AVELLINO – È stata ufficializzata la nascita di due nuovi gruppi in seno al Consiglio comunale di Avellino: Democratici Davvero (con Festa, Genovese e Negrone) e Democratici per il cambiamento (con Salvatore Cucciniello, Medugno e Melillo). Se consideriamo che i consiglieri Ambrosone e Montanile, di recente passati dai banchi dell’opposizione al Pd, hanno però conservato una loro collocazione autonoma (Irpinia di base), abbiamo il caso davvero unico di un gruppo consiliare del Pd diviso ufficialmente in quattro tronconi.
Cosa cambierà ora? Praticamente nulla. Festa (candidato a sindaco con una lista civica e in contrapposizione a Foti) insieme con Genovese e Negrone (entrambi eletti con il Pd) hanno praticamente da subito costituito un gruppo a sé stante, tanto che in questi tre anni molto raramente hanno votato in sintonia con la maggioranza.
I Democratici per il cambiamento non sono altro che i cosiddetti dameliani, che fanno capo cioè al presidente del Consiglio regionale, Rosetta D’Amelio. Da tempo, anche loro hanno assunto una posizione autonoma e critica rispetto all’amministrazione comunale, tanto che non hanno partecipato alla recente sessione sul bilancio. Resta su posizioni critiche, ma autonome, la consigliera De Iorio, mentre è con i dameliani il consigliere Miro, capogruppo dei Democratici per Avellino.
Questo chiarimento (o ingarbugliamento?) del quadro politico consentirà di raggiungere le 17 firme per sfiduciare Foti? Al momento appare difficile. Se si voleva far cadere l’amministrazione bastava che solo due consiglieri (fra i “festiani” e i dameliani, assenti invece in blocco) avessero votato contro con i nove dell’opposizione. Il bilancio non sarebbe passato e il Consiglio sarebbe stato sciolto.
Del resto anche in occasione della costituzione del nuovo gruppo dei Democratici per il cambiamento, i dameliani hanno ribadito che valuteranno caso per caso i provvedimenti da approvare o respingere: quindi la sfiducia non è nel loro orizzonte immediato.
La parola d’ordine all’interno del Pd sembra essere: tutti fermi in attesa del referendum sulle riforme costituzionali. L’estate, insomma, dovrebbe passare senza ulteriori scossoni.
Sullo sfondo rimane, comunque, il discorso tutto interno al Partito democratico con una qualche decisione, anche di natura disciplinare, che dovrebbe essere presa nei confronti di questo nutrito stuolo di dissidenti. Il problema è che non c’è proprio nessuno in grado di decidere alcunché: non c’è segreteria provinciale, non c’è segreteria regionale (o meglio c’è ma è come se non ci fosse), non c’è, a questo punto, nella sostanza, segreteria nazionale che, ormai, per abitudine tratta dei casi del Pd campano, quindi anche avellinese, solo con annunci dalla distanza, lavandosi pilatescamente le mani con un semplicistico “tanto lì sono abituati così”.
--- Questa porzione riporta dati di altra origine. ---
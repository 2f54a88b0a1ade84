//! CLI argument definitions for uwopen.
//!
//! The binary is a thin host over `uwopen-core`: it builds a client from a
//! key supplied by the invoker and runs one catalogue operation.
//!
//! # Examples
//!
//! ```bash
//! # Current weather station readings
//! uwopen --key YOUR_KEY call weather.current
//!
//! # Course info, pretty-printed (key from the environment)
//! UWATERLOO_API_KEY=YOUR_KEY uwopen call courses.info_by_catalog_number PHYS 234 --pretty
//!
//! # Everything the client can call
//! uwopen list
//! ```

use clap::{Parser, Subcommand};

/// University of Waterloo Open Data API client
#[derive(Debug, Parser)]
#[command(
    name = "uwopen",
    author,
    version,
    about = "University of Waterloo Open Data API client"
)]
pub struct Cli {
    /// API key. Falls back to the UWATERLOO_API_KEY environment variable.
    #[arg(long, global = true)]
    pub key: Option<String>,

    /// Pretty-print JSON output with indentation.
    #[arg(long, global = true, default_value_t = false)]
    pub pretty: bool,

    /// Request timeout in milliseconds. Unset leaves the transport default.
    #[arg(long, global = true)]
    pub timeout_ms: Option<u64>,

    #[command(subcommand)]
    pub command: Command,
}

#[derive(Debug, Subcommand)]
pub enum Command {
    /// Invoke one endpoint by qualified name, e.g. `foodservices.menu`
    Call {
        /// Endpoint id in `group.name` form (see `list`)
        operation: String,

        /// Values for the endpoint's path parameters, in order
        params: Vec<String>,
    },

    /// List every supported endpoint with its path template
    List,
}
Ci sarebbe, per la verità, anche il cosiddetto direttorio (Paris, Famiglietti, D’Amelio e De Luca) che il vice segretario nazionale Guerini si è affrettato a riconfermare con il compito di traghettare il partito di via Tagliamento fino a dopo l’estate, in sostanza fino al voto sul referendum costituzionale. Un modo come un altro per lasciare la situazione così come si trova, vale a dire in pieno caos.